© Basso Cannarsa
Avant de devenir romancier, Bolaño fut d’abord poète. Dans les années 70 vécurent à Mexico de jeunes poètes et poétesses qui passaient leur temps à traîner dans les cafés de la capitale, à faire la fête et à écrire pour d’obscures revues qu’ils étaient peut-être les seuls à lire. Bolaño fut l’un d’eux. Il fonda même, avec son ami Mario Santiago Papasquiaro, un mouvement poétique bref comme un météore : l’infraréalisme. L’histoire de ces poètes et de ce Mexico mythique des années 70 est précisément le sujet de son roman le plus fameux, Los detectives salvajes.
Des années plus tard, en Europe, Bolaño écrira des romans qui le rendront célèbres. Mais il ne cessa jamais de lire et d’écrire de la poésie. Il publia, de son vivant, plusieurs recueils de poésie, dont Los perros románticos et El último salvaje. Mais la poésie est aussi au cœur de son œuvre romanesque. Ses romans, en particulier Los detectives salvajes, sont pleins de poètes et poétesses pour qui rien n’importe plus, n’est plus beau que la poésie : « Lorsque Quim m’a demandé d’appeler sa fille il avait les larmes aux yeux et pendant qu’elle parlait, ou plutôt écoutait, il m’a dit que la poésie était ce qu’il y a de plus beau sur cette maudite terre.»

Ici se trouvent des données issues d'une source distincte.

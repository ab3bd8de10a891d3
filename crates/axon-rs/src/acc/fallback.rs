//! Heterogeneous fallback execution adapter.
//!
//! Accelerator domains do not implement every layer type. This adapter lets
//! the runtime schedule such a layer on the accelerator anyway: at
//! construction it binds the first substitute domain offering the layer, and
//! on every forward pass it marshals accelerator-resident blobs into
//! adapter-owned mirror blobs, runs the substitute kernel, and marshals the
//! results back. From the caller's perspective the accelerator ran the layer.

use std::sync::Arc;

use tracing::{debug, trace, warn};

use super::{AccError, AccResult, LayerAcc, LayerKind, LayerParam, LayerResource};
use crate::blob::{Blob, DataType};
use crate::convert::{BlobMarshaller, ConversionError, MarshalOptions, Mat};
use crate::device::{registry, AcceleratorContext, DeviceContext, DeviceKind};
use crate::layout::{self, DataFormat, LayoutError};

/// Substitute domains probed for a missing layer implementation, in priority
/// order. Declarative so the policy is testable apart from the probe loop.
pub const FALLBACK_PRIORITY: &[DeviceKind] = &[DeviceKind::Simd, DeviceKind::Naive];

/// Selected substitute backend: domain, its execution context, and the inner
/// accelerator the adapter delegates to.
struct Binding {
    device: DeviceKind,
    context: DeviceContext,
    inner: Box<dyn LayerAcc>,
}

/// State reached by a successful `init`: the accelerator context supplied by
/// the caller, the accelerator's conversion primitive, and the mirror blobs
/// shadowing the device blob lists.
struct MirrorSet {
    accel: AcceleratorContext,
    marshal: Arc<dyn BlobMarshaller>,
    inputs: Vec<Blob>,
    outputs: Vec<Blob>,
}

/// Layer accelerator that transparently substitutes another backend domain.
pub struct FallbackLayerAcc {
    requested: LayerKind,
    binding: Option<Binding>,
    ready: Option<MirrorSet>,
}

impl FallbackLayerAcc {
    /// Probes [`FALLBACK_PRIORITY`] and binds the first domain offering the
    /// requested layer type. An adapter that found no candidate stays
    /// permanently unbound and reports it when `init` is called.
    pub fn new(requested: LayerKind) -> Self {
        Self::with_candidates(requested, FALLBACK_PRIORITY)
    }

    /// Probes an explicit candidate list instead of the default priority
    /// table. Selection is deterministic for a fixed list and registry state.
    pub fn with_candidates(requested: LayerKind, candidates: &[DeviceKind]) -> Self {
        FallbackLayerAcc {
            requested,
            binding: probe(requested, candidates),
            ready: None,
        }
    }

    pub fn requested_layer(&self) -> LayerKind {
        self.requested
    }

    /// The substitute domain this adapter bound to, if any.
    pub fn bound_device(&self) -> Option<DeviceKind> {
        self.binding.as_ref().map(|binding| binding.device)
    }

    pub fn is_bound(&self) -> bool {
        self.binding.is_some()
    }

    /// The adapter-owned mirror blob lists (diagnostics), `None` before a
    /// successful `init`.
    pub fn mirror_blobs(&self) -> Option<(&[Blob], &[Blob])> {
        self.ready
            .as_ref()
            .map(|ready| (ready.inputs.as_slice(), ready.outputs.as_slice()))
    }

    fn parts(&mut self) -> AccResult<(&mut Binding, &mut MirrorSet)> {
        match (&mut self.binding, &mut self.ready) {
            (Some(binding), Some(ready)) => Ok((binding, ready)),
            (None, _) => Err(AccError::NoFallbackBackend(self.requested)),
            (Some(_), None) => Err(AccError::NotInitialized),
        }
    }

    fn try_init(
        &mut self,
        context: &DeviceContext,
        param: &LayerParam,
        resource: Option<&LayerResource>,
        inputs: &[Blob],
        outputs: &mut [Blob],
    ) -> AccResult<()> {
        let binding = self
            .binding
            .as_mut()
            .ok_or(AccError::NoFallbackBackend(self.requested))?;

        let accel = match context {
            DeviceContext::Accelerator(accel) => accel,
            DeviceContext::Host(host) => {
                return Err(AccError::ContextMismatch {
                    found: host.device(),
                })
            }
        };

        for blob in inputs.iter().chain(outputs.iter()) {
            if blob.desc().data_type != DataType::Float {
                return Err(ConversionError::UnsupportedDataType(blob.desc().data_type).into());
            }
        }

        let device = registry::get_device(accel.device())
            .ok_or(ConversionError::DeviceUnavailable(accel.device()))?;
        let marshal = device
            .marshaller()
            .ok_or(ConversionError::NoMarshaller(accel.device()))?;

        let mut mirror_inputs = Vec::with_capacity(inputs.len());
        for blob in inputs {
            mirror_inputs.push(mirror_of(blob, binding.device)?);
        }
        let mut mirror_outputs = Vec::with_capacity(outputs.len());
        for blob in outputs.iter() {
            mirror_outputs.push(mirror_of(blob, binding.device)?);
        }

        binding
            .inner
            .init(&binding.context, param, resource, &mirror_inputs, &mut mirror_outputs)?;

        // The substitute accelerator declares its preferred layout; pin each
        // mirror descriptor so forward sees a resolved format.
        for blob in mirror_inputs.iter_mut().chain(mirror_outputs.iter_mut()) {
            let formats = binding
                .inner
                .supported_data_formats(blob.desc().data_type, blob.desc().rank());
            blob.desc_mut().data_format = formats.first().copied().unwrap_or(DataFormat::Nchw);
        }

        debug!(
            layer = ?self.requested,
            device = ?binding.device,
            inputs = mirror_inputs.len(),
            outputs = mirror_outputs.len(),
            "initialized fallback adapter"
        );

        self.ready = Some(MirrorSet {
            accel: accel.clone(),
            marshal,
            inputs: mirror_inputs,
            outputs: mirror_outputs,
        });
        Ok(())
    }
}

impl LayerAcc for FallbackLayerAcc {
    fn init(
        &mut self,
        context: &DeviceContext,
        param: &LayerParam,
        resource: Option<&LayerResource>,
        inputs: &[Blob],
        outputs: &mut [Blob],
    ) -> AccResult<()> {
        let result = self.try_init(context, param, resource, inputs, outputs);
        if result.is_err() {
            // A failed init is terminal for the instance: drop the binding so
            // no later call can revive the adapter.
            self.binding = None;
            self.ready = None;
        }
        result
    }

    fn reshape(&mut self, inputs: &[Blob], outputs: &mut [Blob]) -> AccResult<()> {
        let (binding, ready) = self.parts()?;
        check_list_sizes(inputs.len(), outputs.len(), ready)?;

        for (mirror, device) in ready.inputs.iter_mut().zip(inputs) {
            mirror.desc_mut().dims = device.desc().dims.clone();
        }
        for (mirror, device) in ready.outputs.iter_mut().zip(outputs.iter()) {
            mirror.desc_mut().dims = device.desc().dims.clone();
        }

        binding.inner.reshape(&ready.inputs, &mut ready.outputs)
    }

    fn forward(&mut self, inputs: &[Blob], outputs: &mut [Blob]) -> AccResult<()> {
        let (binding, ready) = self.parts()?;
        check_list_sizes(inputs.len(), outputs.len(), ready)?;
        let stream = ready.accel.stream().clone();
        let opts = MarshalOptions::default();

        // Device -> mirror. Canonical mirrors receive the transfer directly
        // over their memory; packed mirrors go through a canonical scratch
        // buffer followed by an explicit layout transform.
        for (device_in, mirror_in) in inputs.iter().zip(ready.inputs.iter_mut()) {
            mirror_in.ensure_host_len()?;
            let dims = mirror_in.desc().dims.clone();
            match mirror_in.desc().data_format {
                DataFormat::Nchw => {
                    let buf = host_mut(mirror_in)?;
                    let mut view = Mat::view_mut(&dims, buf)?;
                    ready
                        .marshal
                        .convert_to_mat(device_in, &mut view, &opts, &stream)?;
                }
                DataFormat::Nc4hw4 => {
                    let mut scratch = Mat::zeroed(&dims);
                    ready
                        .marshal
                        .convert_to_mat(device_in, &mut scratch, &opts, &stream)?;
                    layout::pack_nc4hw4(scratch.as_slice(), host_mut(mirror_in)?, &dims)?;
                }
                DataFormat::Auto => {
                    return Err(ConversionError::UnresolvedFormat(DataFormat::Auto).into())
                }
            }
            trace!(blob = %mirror_in.desc().name, "marshalled input to mirror");
        }

        for mirror_out in ready.outputs.iter_mut() {
            mirror_out.ensure_host_len()?;
        }

        binding.inner.forward(&ready.inputs, &mut ready.outputs)?;

        // Mirror -> device, propagating the substitute's output dims onto the
        // device descriptors before the transfer back.
        for (device_out, mirror_out) in outputs.iter_mut().zip(ready.outputs.iter_mut()) {
            device_out.desc_mut().dims = mirror_out.desc().dims.clone();
            let dims = mirror_out.desc().dims.clone();
            match mirror_out.desc().data_format {
                DataFormat::Nchw => {
                    let view = Mat::view(&dims, host_ref(mirror_out)?)?;
                    ready
                        .marshal
                        .convert_from_mat(device_out, &view, &opts, &stream)?;
                }
                DataFormat::Nc4hw4 => {
                    let mut scratch = Mat::zeroed(&dims);
                    layout::unpack_nc4hw4(host_ref(mirror_out)?, scratch.as_mut_slice()?, &dims)?;
                    ready
                        .marshal
                        .convert_from_mat(device_out, &scratch, &opts, &stream)?;
                }
                DataFormat::Auto => {
                    return Err(ConversionError::UnresolvedFormat(DataFormat::Auto).into())
                }
            }
            trace!(blob = %mirror_out.desc().name, "marshalled output to device");
        }

        Ok(())
    }

    /// Packed layouts this adapter accepts from the accelerator domain:
    /// exactly one for rank-4 blobs, none otherwise (forcing canonical
    /// layout upstream). Consumed by layout negotiation, never internally.
    fn supported_data_formats(&self, data_type: DataType, rank: usize) -> Vec<DataFormat> {
        let _ = data_type;
        if rank == 4 {
            vec![DataFormat::Nc4hw4]
        } else {
            Vec::new()
        }
    }
}

fn probe(requested: LayerKind, candidates: &[DeviceKind]) -> Option<Binding> {
    for &kind in candidates {
        let Some(device) = registry::get_device(kind) else {
            continue;
        };
        let Some(inner) = device.create_layer_acc(requested) else {
            continue;
        };
        let context = match device.create_context() {
            Ok(context) => context,
            Err(err) => {
                warn!(device = ?kind, layer = ?requested, %err, "context creation failed");
                return None;
            }
        };
        debug!(device = ?kind, layer = ?requested, "bound fallback backend");
        return Some(Binding {
            device: kind,
            context,
            inner,
        });
    }
    debug!(layer = ?requested, "no fallback backend offers this layer");
    None
}

fn mirror_of(blob: &Blob, device: DeviceKind) -> Result<Blob, LayoutError> {
    let mut desc = blob.desc().clone();
    desc.device = device;
    desc.data_format = DataFormat::Auto;
    Blob::allocated(desc)
}

fn check_list_sizes(inputs: usize, outputs: usize, ready: &MirrorSet) -> AccResult<()> {
    if inputs != ready.inputs.len() || outputs != ready.outputs.len() {
        return Err(AccError::Execution(format!(
            "blob list sizes changed since init: got {inputs}/{outputs}, mirrored {}/{}",
            ready.inputs.len(),
            ready.outputs.len()
        )));
    }
    Ok(())
}

fn host_mut(blob: &mut Blob) -> AccResult<&mut [f32]> {
    blob.host_slice_mut()
        .ok_or_else(|| AccError::Execution("mirror blob is not host-resident".into()))
}

fn host_ref(blob: &Blob) -> AccResult<&[f32]> {
    blob.host_slice()
        .ok_or_else(|| AccError::Execution("mirror blob is not host-resident".into()))
}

Pour Bolaño, la vie était un matériau poétique au même titre que le langage. Autrement dit, il est également possible de faire de sa vie un poème, un poème d’un genre particulier, qui s’écrit simplement en vivant, par nos paroles, nos gestes, nos faits. Être poète, ce n’est donc pas nécessairement écrire des poèmes, mais ce peut être aussi vivre poétiquement. C’est pourquoi Bolaño s’est toujours intéressé de près aux vies des poètes (au point de s’amuser, dans La literatura nazi en América, à en inventer), qui sont aussi des œuvres poétiques.
Mais qu’est-ce que vivre poétiquement? Pour Bolaño, le poète mène une vie «excessive et risquée». C’est un adolescent (il cite en exemple Rimbaud, Lautréamont), un adolescent rebelle et fragile, qui mise le peu qu’il possède sur une chose dont nous ne savons presque rien, la poésie, et qui, généralement, perd ce pari. Le poète est donc un perdant, mais un perdant magnifique et joyeux. Le vrai poète pour Bolaño, tel qu’il apparaît sous les traits d’Arturo Belano et Ulises Lima dans Los detectives salvajes, est en effet un poète plein d’humour, un poète qui aime la vie, qui aime le jeu. Pour Nietzsche aussi, l’artiste, le poète devaient être et créer dans la joie. Bolaño invente ainsi un type de poète nouveau : le poète maudit joyeux. Ce dernier sait que la vie est souffrance, désillusions, mélancolie.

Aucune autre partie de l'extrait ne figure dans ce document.